* Problem to solve *
The records below are to be retyped in full. Keep every word.

* Task input *
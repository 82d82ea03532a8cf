//! Bar input for the CLI: CSV files and a seeded synthetic random walk.

use std::path::Path;

use anyhow::{bail, Context, Result};
use chrono::{DateTime, Duration, NaiveDate, TimeZone, Utc};
use rand::rngs::StdRng;
use rand::{Rng, SeedableRng};
use serde::Deserialize;
use tracing::warn;

use quorum_core::domain::{MarketBar, MarketSeries};

#[derive(Debug, Deserialize)]
struct BarRow {
    timestamp: String,
    open: f64,
    high: f64,
    low: f64,
    close: f64,
    volume: f64,
}

/// RFC 3339 timestamp, or a plain `YYYY-MM-DD` date at midnight UTC.
fn parse_timestamp(raw: &str) -> Result<DateTime<Utc>> {
    if let Ok(ts) = DateTime::parse_from_rfc3339(raw) {
        return Ok(ts.with_timezone(&Utc));
    }
    let date = NaiveDate::parse_from_str(raw, "%Y-%m-%d")
        .with_context(|| format!("unrecognized timestamp '{raw}'"))?;
    match date.and_hms_opt(0, 0, 0) {
        Some(naive) => Ok(Utc.from_utc_datetime(&naive)),
        None => bail!("unrecognized timestamp '{raw}'"),
    }
}

/// Read `timestamp,open,high,low,close,volume` rows.
///
/// Bars failing the OHLCV sanity check are dropped by `MarketSeries::new`;
/// the count is logged.
pub fn load_csv(path: &Path) -> Result<MarketSeries> {
    let mut reader = csv::Reader::from_path(path)
        .with_context(|| format!("failed to open bars file {}", path.display()))?;
    let mut bars = Vec::new();
    for (i, row) in reader.deserialize::<BarRow>().enumerate() {
        let row = row.with_context(|| format!("bad row {} in {}", i + 1, path.display()))?;
        bars.push(MarketBar::new(
            parse_timestamp(row.timestamp.trim())?,
            row.open,
            row.high,
            row.low,
            row.close,
            row.volume,
        ));
    }
    let series = MarketSeries::new(bars);
    if series.rejected() > 0 {
        warn!(
            rejected = series.rejected(),
            file = %path.display(),
            "invalid bars dropped"
        );
    }
    Ok(series)
}

/// Daily random walk starting at 100, deterministic for a given seed.
pub fn random_walk(n: usize, seed: u64, start: DateTime<Utc>) -> Vec<MarketBar> {
    let mut rng = StdRng::seed_from_u64(seed);
    let mut price = 100.0_f64;
    let mut bars = Vec::with_capacity(n);
    for i in 0..n {
        let daily_return: f64 = rng.gen_range(-0.02..0.02);
        let open = price;
        let close = price * (1.0 + daily_return);
        let high = open.max(close) * (1.0 + rng.gen_range(0.0..0.01));
        let low = open.min(close) * (1.0 - rng.gen_range(0.0..0.01));
        let volume = rng.gen_range(500_000.0..5_000_000.0);
        bars.push(MarketBar::new(
            start + Duration::days(i as i64),
            open,
            high,
            low,
            close,
            volume,
        ));
        price = close;
    }
    bars
}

* Written solution *
repository 82d82ea03532a8cf
//! Bar input for the CLI: CSV files and a seeded synthetic random walk.

use std::path::Path;

use anyhow::{bail, Context, Result};
use chrono::{DateTime, Duration, NaiveDate, TimeZone, Utc};
use rand::rngs::StdRng;
use rand::{Rng, SeedableRng};
use serde::Deserialize;
use tracing::warn;

use quorum_core::domain::{MarketBar, MarketSeries};

#[derive(Debug, Deserialize)]
struct BarRow {
    timestamp: String,
    open: f64,
    high: f64,
    low: f64,
    close: f64,
    volume: f64,
}

/// RFC 3339 timestamp, or a plain `YYYY-MM-DD` date at midnight UTC.
fn parse_timestamp(raw: &str) -> Result<DateTime<Utc>> {
    if let Ok(ts) = DateTime::parse_from_rfc3339(raw) {
        return Ok(ts.with_timezone(&Utc));
    }
    let date = NaiveDate::parse_from_str(raw, "%Y-%m-%d")
        .with_context(|| format!("unrecognized timestamp '{raw}'"))?;
    match date.and_hms_opt(0, 0, 0) {
        Some(naive) => Ok(Utc.from_utc_datetime(&naive)),
        None => bail!("unrecognized timestamp '{raw}'"),
    }
}

/// Read `timestamp,open,high,low,close,volume` rows.
///
/// Bars failing the OHLCV sanity check are dropped by `MarketSeries::new`;
/// the count is logged.
pub fn load_csv(path: &Path) -> Result<MarketSeries> {
    let mut reader = csv::Reader::from_path(path)
        .with_context(|| format!("failed to open bars file {}", path.display()))?;
    let mut bars = Vec::new();
    for (i, row) in reader.deserialize::<BarRow>().enumerate() {
        let row = row.with_context(|| format!("bad row {} in {}", i + 1, path.display()))?;
        bars.push(MarketBar::new(
            parse_timestamp(row.timestamp.trim())?,
            row.open,
            row.high,
            row.low,
            row.close,
            row.volume,
        ));
    }
    let series = MarketSeries::new(bars);
    if series.rejected() > 0 {
        warn!(
            rejected = series.rejected(),
            file = %path.display(),
            "invalid bars dropped"
        );
    }
    Ok(series)
}

/// Daily random walk starting at 100, deterministic for a given seed.
pub fn random_walk(n: usize, seed: u64, start: DateTime<Utc>) -> Vec<MarketBar> {
    let mut rng = StdRng::seed_from_u64(seed);
    let mut price = 100.0_f64;
    let mut bars = Vec::with_capacity(n);
    for i in 0..n {
        let daily_return: f64 = rng.gen_range(-0.02..0.02);
        let open = price;
        let close = price * (1.0 + daily_return);
        let high = open.max(close) * (1.0 + rng.gen_range(0.0..0.01));
        let low = open.min(close) * (1.0 - rng.gen_range(0.0..0.01));
        let volume = rng.gen_range(500_000.0..5_000_000.0);
        bars.push(MarketBar::new(
            start + Duration::days(i as i64),
            open,
            high,
            low,
            close,
            volume,
        ));
        price = close;
    }
    bars
}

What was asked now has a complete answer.